J'ai déjà évoqué les deux aînés du couple formé par Maurice Maitreau et Julia Fourcade, Suzanne et Paul, qui firent leur première communion dans l'église de Goès le 17 août 1913. Ils avaient alors respectivement onze et dix ans.

Il est temps maintenant d'évoquer les jumelles, nées quatre mois avant cette cérémonie. Marie-Thérèse et Geneviève ont vu le jour le 19 avril 1913 à Lons, à proximité de Pau, dans une propriété baptisée Auteuil-Longchamp, située sur la route de Bordeaux. Le couple habitait Oloron, mais je suppose que ma grand-mère s'installa dans sa famille lorsque l'accouchement fut proche. À ma connaissance, les naissances de ses enfants furent toutes déclarées à Pau ou à Lons.

Marie-Thérèse et Geneviève Maitreau
Archives personnelles

J'ai très peu de photos des jumelles, à peine six ou sept, dont certaines en très mauvais état. La plus ancienne, au format carte postale, est évidemment celle où les deux bébés assis dans leur landau sourient à l'objectif (comme ils savent tous le faire maintenant, depuis que nous avons en permanence un i-bidule dans la poche).

Vient ensuite une série de quatre photos aux teintes sépia, prises en septembre 1917, d'après les informations à demi effacées inscrites au dos. Les deux sœurs ont alors quatre ans et demi. Elles sont toutes deux vêtues d'une robe blanche, avec des chaussettes qui montent à mi-mollet et des bottines de cuir blanc. À califourchon sur un tronc d'arbre en guise de balançoire, assises en plein air dans des fauteuils d'enfant en osier ou juchées sur un socle qui attend toujours sa statue : il y manque la géolocalisation, mais ce socle de pierre me permet d'affirmer que les photos ont été prises à Bagatelle, la maison de famille devenue mythique aujourd'hui, parce qu'un jour elle fut livrée aux promoteurs immobiliers.

Archives personnelles

Ma mère arbore un nœud dans ses longs cheveux blonds, Geneviève (à qui je ressemblais davantage au même âge) a les cheveux châtains coupés plus courts, sans ruban. Des caractères différents, qui commençaient déjà à s'affirmer ? comment savoir ?

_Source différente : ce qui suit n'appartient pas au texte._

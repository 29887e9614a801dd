//! Repository for the `cancellation_requests` table.
//!
//! Every mutation is conditional on the stored status, so a row that has
//! reached `completed`, `failed` or `cancelled` is never written again.
//! Mutations that produce an audit line write it in the same transaction.

use sqlx::{PgConnection, PgPool};
use unsub_core::cancellation::{CancellationMethod, CancellationStatus};
use unsub_core::types::{DbId, Timestamp};

use crate::models::{CancellationRequest, NewCancellationRequest, NewLogEntry, Submission};
use crate::repositories::CancellationLogRepo;

/// Column list for `cancellation_requests` queries.
const COLUMNS: &str = "\
    id, user_id, subscription_id, orchestration_id, method, status, \
    active_method, attempts, created_at, updated_at, completed_at";

/// `WHERE` fragment matching rows that still accept writes.
const ACTIVE_FILTER: &str = "status IN ('pending', 'in_progress')";

/// How many times a submit retries when the active row it collided with
/// turned terminal before it could be read back.
const SUBMIT_RACE_RETRIES: usize = 3;

/// Provides conditional state transitions for cancellation requests.
pub struct CancellationRequestRepo;

impl CancellationRequestRepo {
    /// Insert a pending request, or return the already-active one for the
    /// same `(user_id, subscription_id)`.
    ///
    /// Relies on the `uq_cancellation_requests_active` partial unique index:
    /// concurrent submitters all converge on the row that won the insert.
    pub async fn submit(
        pool: &PgPool,
        input: &NewCancellationRequest,
    ) -> Result<Submission, sqlx::Error> {
        let insert = format!(
            "INSERT INTO cancellation_requests \
                 (user_id, subscription_id, orchestration_id, method, status) \
             VALUES ($1, $2, $3, $4, $5) \
             ON CONFLICT (user_id, subscription_id) WHERE {ACTIVE_FILTER} DO NOTHING \
             RETURNING {COLUMNS}"
        );

        for _ in 0..SUBMIT_RACE_RETRIES {
            let inserted = sqlx::query_as::<_, CancellationRequest>(&insert)
                .bind(input.user_id)
                .bind(&input.subscription_id)
                .bind(input.orchestration_id)
                .bind(input.method.as_str())
                .bind(CancellationStatus::Pending.as_str())
                .fetch_optional(pool)
                .await?;

            if let Some(request) = inserted {
                return Ok(Submission {
                    request,
                    created: true,
                });
            }

            if let Some(request) =
                Self::find_active(pool, input.user_id, &input.subscription_id).await?
            {
                return Ok(Submission {
                    request,
                    created: false,
                });
            }
        }

        Err(sqlx::Error::Protocol(format!(
            "Submit for subscription {} kept racing with terminal transitions",
            input.subscription_id
        )))
    }

    /// Find the active request for a subscription, if any.
    pub async fn find_active(
        pool: &PgPool,
        user_id: DbId,
        subscription_id: &str,
    ) -> Result<Option<CancellationRequest>, sqlx::Error> {
        let query = format!(
            "SELECT {COLUMNS} FROM cancellation_requests \
             WHERE user_id = $1 AND subscription_id = $2 AND {ACTIVE_FILTER}"
        );
        sqlx::query_as::<_, CancellationRequest>(&query)
            .bind(user_id)
            .bind(subscription_id)
            .fetch_optional(pool)
            .await
    }

    /// Find a request by its ID.
    pub async fn find_by_id(
        pool: &PgPool,
        id: DbId,
    ) -> Result<Option<CancellationRequest>, sqlx::Error> {
        let query = format!("SELECT {COLUMNS} FROM cancellation_requests WHERE id = $1");
        sqlx::query_as::<_, CancellationRequest>(&query)
            .bind(id)
            .fetch_optional(pool)
            .await
    }

    /// All members of an orchestration, oldest first.
    pub async fn list_by_orchestration(
        pool: &PgPool,
        orchestration_id: DbId,
    ) -> Result<Vec<CancellationRequest>, sqlx::Error> {
        let query = format!(
            "SELECT {COLUMNS} FROM cancellation_requests \
             WHERE orchestration_id = $1 ORDER BY created_at ASC, id ASC"
        );
        sqlx::query_as::<_, CancellationRequest>(&query)
            .bind(orchestration_id)
            .fetch_all(pool)
            .await
    }

    /// Oldest unclaimed requests, for the pending dispatcher.
    pub async fn list_pending(
        pool: &PgPool,
        limit: i64,
    ) -> Result<Vec<CancellationRequest>, sqlx::Error> {
        let query = format!(
            "SELECT {COLUMNS} FROM cancellation_requests \
             WHERE status = $1 ORDER BY created_at ASC, id ASC LIMIT $2"
        );
        sqlx::query_as::<_, CancellationRequest>(&query)
            .bind(CancellationStatus::Pending.as_str())
            .bind(limit)
            .fetch_all(pool)
            .await
    }

    /// Compare-and-swap `pending -> in_progress`.
    ///
    /// Returns `None` when the row is missing or no longer pending, i.e.
    /// another execution already owns it or it is terminal.
    pub async fn claim(pool: &PgPool, id: DbId) -> Result<Option<CancellationRequest>, sqlx::Error> {
        let query = format!(
            "UPDATE cancellation_requests SET status = $2 \
             WHERE id = $1 AND status = $3 \
             RETURNING {COLUMNS}"
        );
        sqlx::query_as::<_, CancellationRequest>(&query)
            .bind(id)
            .bind(CancellationStatus::InProgress.as_str())
            .bind(CancellationStatus::Pending.as_str())
            .fetch_optional(pool)
            .await
    }

    /// Record the strategy being attempted, logging the switch if `entry` is given.
    pub async fn switch_method(
        pool: &PgPool,
        id: DbId,
        method: CancellationMethod,
        entry: Option<&NewLogEntry>,
    ) -> Result<Option<CancellationRequest>, sqlx::Error> {
        let mut tx = pool.begin().await?;

        let query = format!(
            "UPDATE cancellation_requests SET active_method = $2 \
             WHERE id = $1 AND status = $3 \
             RETURNING {COLUMNS}"
        );
        let updated = sqlx::query_as::<_, CancellationRequest>(&query)
            .bind(id)
            .bind(method.as_str())
            .bind(CancellationStatus::InProgress.as_str())
            .fetch_optional(&mut *tx)
            .await?;

        if let (Some(_), Some(entry)) = (&updated, entry) {
            CancellationLogRepo::insert(&mut tx, id, entry).await?;
        }

        tx.commit().await?;
        Ok(updated)
    }

    /// Increment `attempts`, append the attempt's log line and, when
    /// `finish` is set, move to that terminal status, all atomically.
    ///
    /// Returns `None` (and writes nothing) if the request is no longer
    /// `in_progress`, e.g. it was cancelled while the attempt was in flight.
    pub async fn record_attempt(
        pool: &PgPool,
        id: DbId,
        entry: &NewLogEntry,
        finish: Option<CancellationStatus>,
    ) -> Result<Option<CancellationRequest>, sqlx::Error> {
        let mut tx = pool.begin().await?;

        let query = format!(
            "UPDATE cancellation_requests \
             SET attempts = attempts + 1, \
                 status = COALESCE($2::TEXT, status), \
                 completed_at = CASE WHEN $2::TEXT IS NULL THEN completed_at ELSE NOW() END \
             WHERE id = $1 AND status = $3 \
             RETURNING {COLUMNS}"
        );
        let updated = sqlx::query_as::<_, CancellationRequest>(&query)
            .bind(id)
            .bind(finish.map(CancellationStatus::as_str))
            .bind(CancellationStatus::InProgress.as_str())
            .fetch_optional(&mut *tx)
            .await?;

        if updated.is_some() {
            CancellationLogRepo::insert(&mut tx, id, entry).await?;
        }

        tx.commit().await?;
        Ok(updated)
    }

    /// Move an `in_progress` request to `completed` or `failed` with a final log line.
    pub async fn finish(
        pool: &PgPool,
        id: DbId,
        status: CancellationStatus,
        entry: &NewLogEntry,
    ) -> Result<Option<CancellationRequest>, sqlx::Error> {
        let mut tx = pool.begin().await?;
        let updated = Self::finish_in(&mut tx, id, status, entry).await?;
        tx.commit().await?;
        Ok(updated)
    }

    async fn finish_in(
        conn: &mut PgConnection,
        id: DbId,
        status: CancellationStatus,
        entry: &NewLogEntry,
    ) -> Result<Option<CancellationRequest>, sqlx::Error> {
        let query = format!(
            "UPDATE cancellation_requests SET status = $2, completed_at = NOW() \
             WHERE id = $1 AND status = $3 \
             RETURNING {COLUMNS}"
        );
        let updated = sqlx::query_as::<_, CancellationRequest>(&query)
            .bind(id)
            .bind(status.as_str())
            .bind(CancellationStatus::InProgress.as_str())
            .fetch_optional(&mut *conn)
            .await?;

        if updated.is_some() {
            CancellationLogRepo::insert(conn, id, entry).await?;
        }
        Ok(updated)
    }

    /// Owner-initiated `pending|in_progress -> cancelled`.
    ///
    /// Returns `None` if the request does not exist, belongs to someone
    /// else, or is already terminal; callers re-read to tell these apart.
    pub async fn cancel(
        pool: &PgPool,
        id: DbId,
        user_id: DbId,
        entry: &NewLogEntry,
    ) -> Result<Option<CancellationRequest>, sqlx::Error> {
        let mut tx = pool.begin().await?;

        let query = format!(
            "UPDATE cancellation_requests SET status = $3, completed_at = NOW() \
             WHERE id = $1 AND user_id = $2 AND {ACTIVE_FILTER} \
             RETURNING {COLUMNS}"
        );
        let updated = sqlx::query_as::<_, CancellationRequest>(&query)
            .bind(id)
            .bind(user_id)
            .bind(CancellationStatus::Cancelled.as_str())
            .fetch_optional(&mut *tx)
            .await?;

        if updated.is_some() {
            CancellationLogRepo::insert(&mut tx, id, entry).await?;
        }

        tx.commit().await?;
        Ok(updated)
    }

    /// Fail every `in_progress` request not touched since `cutoff`.
    pub async fn reap_stale(
        pool: &PgPool,
        cutoff: Timestamp,
        entry: &NewLogEntry,
    ) -> Result<Vec<CancellationRequest>, sqlx::Error> {
        let mut tx = pool.begin().await?;

        let stale: Vec<DbId> = sqlx::query_scalar(
            "SELECT id FROM cancellation_requests \
             WHERE status = $1 AND updated_at < $2 \
             FOR UPDATE SKIP LOCKED",
        )
        .bind(CancellationStatus::InProgress.as_str())
        .bind(cutoff)
        .fetch_all(&mut *tx)
        .await?;

        let mut reaped = Vec::with_capacity(stale.len());
        for id in stale {
            if let Some(request) =
                Self::finish_in(&mut tx, id, CancellationStatus::Failed, entry).await?
            {
                reaped.push(request);
            }
        }

        tx.commit().await?;
        Ok(reaped)
    }
}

Les deux dernières photos ont manifestement été prises par un photographe professionnel. La première montre les deux petites filles, dans les mêmes robes blanches, avec le même nœud dans les cheveux, entourant leur sœur aînée Suzanne, déjà presque une jeune fille dans sa robe sombre. Il s'agit d'un tirage au format carte postale, avec emplacement pour l'adresse et la correspondance au dos, comme cela se pratiquait à cette époque de culture écrite.

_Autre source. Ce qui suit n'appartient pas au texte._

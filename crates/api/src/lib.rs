//! Unsub API server library.
//!
//! Exposes the building blocks (config, state, error handling, routes)
//! so integration tests and the binary entrypoint share them.

pub mod auth;
pub mod config;
pub mod error;
pub mod handlers;
pub mod middleware;
pub mod response;
pub mod router;
pub mod routes;
pub mod state;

Suzanne et les deux jumelles
Archives personnelles

Enfin, j'ai déjà évoqué dans un précédent billet la photo, plus ancienne que la précédente à mon avis, où Julia pose avec ses quatre enfants dans le studio d'un photographe.

L'histoire des jumelles allait brusquement s'interrompre en 1918 : une annonce dans la presse locale informe que les obsèques de Geneviève Maitreau, cinq ans et demi, auraient lieu le mardi 22 octobre. "On se réunira à l'église St-Joseph, avenue de Bordeaux, à 2 heures ½. En raison des circonstances actuelles, il ne sera pas envoyé de lettres de faire part." La guerre touchait à sa fin, mais l'armistice n'était pas encore signé.


Je n'ai aucune certitude sur le sujet, mais il est vraisemblable que, selon la tradition familiale, la sœur jumelle de ma mère fut victime de la grippe espagnole.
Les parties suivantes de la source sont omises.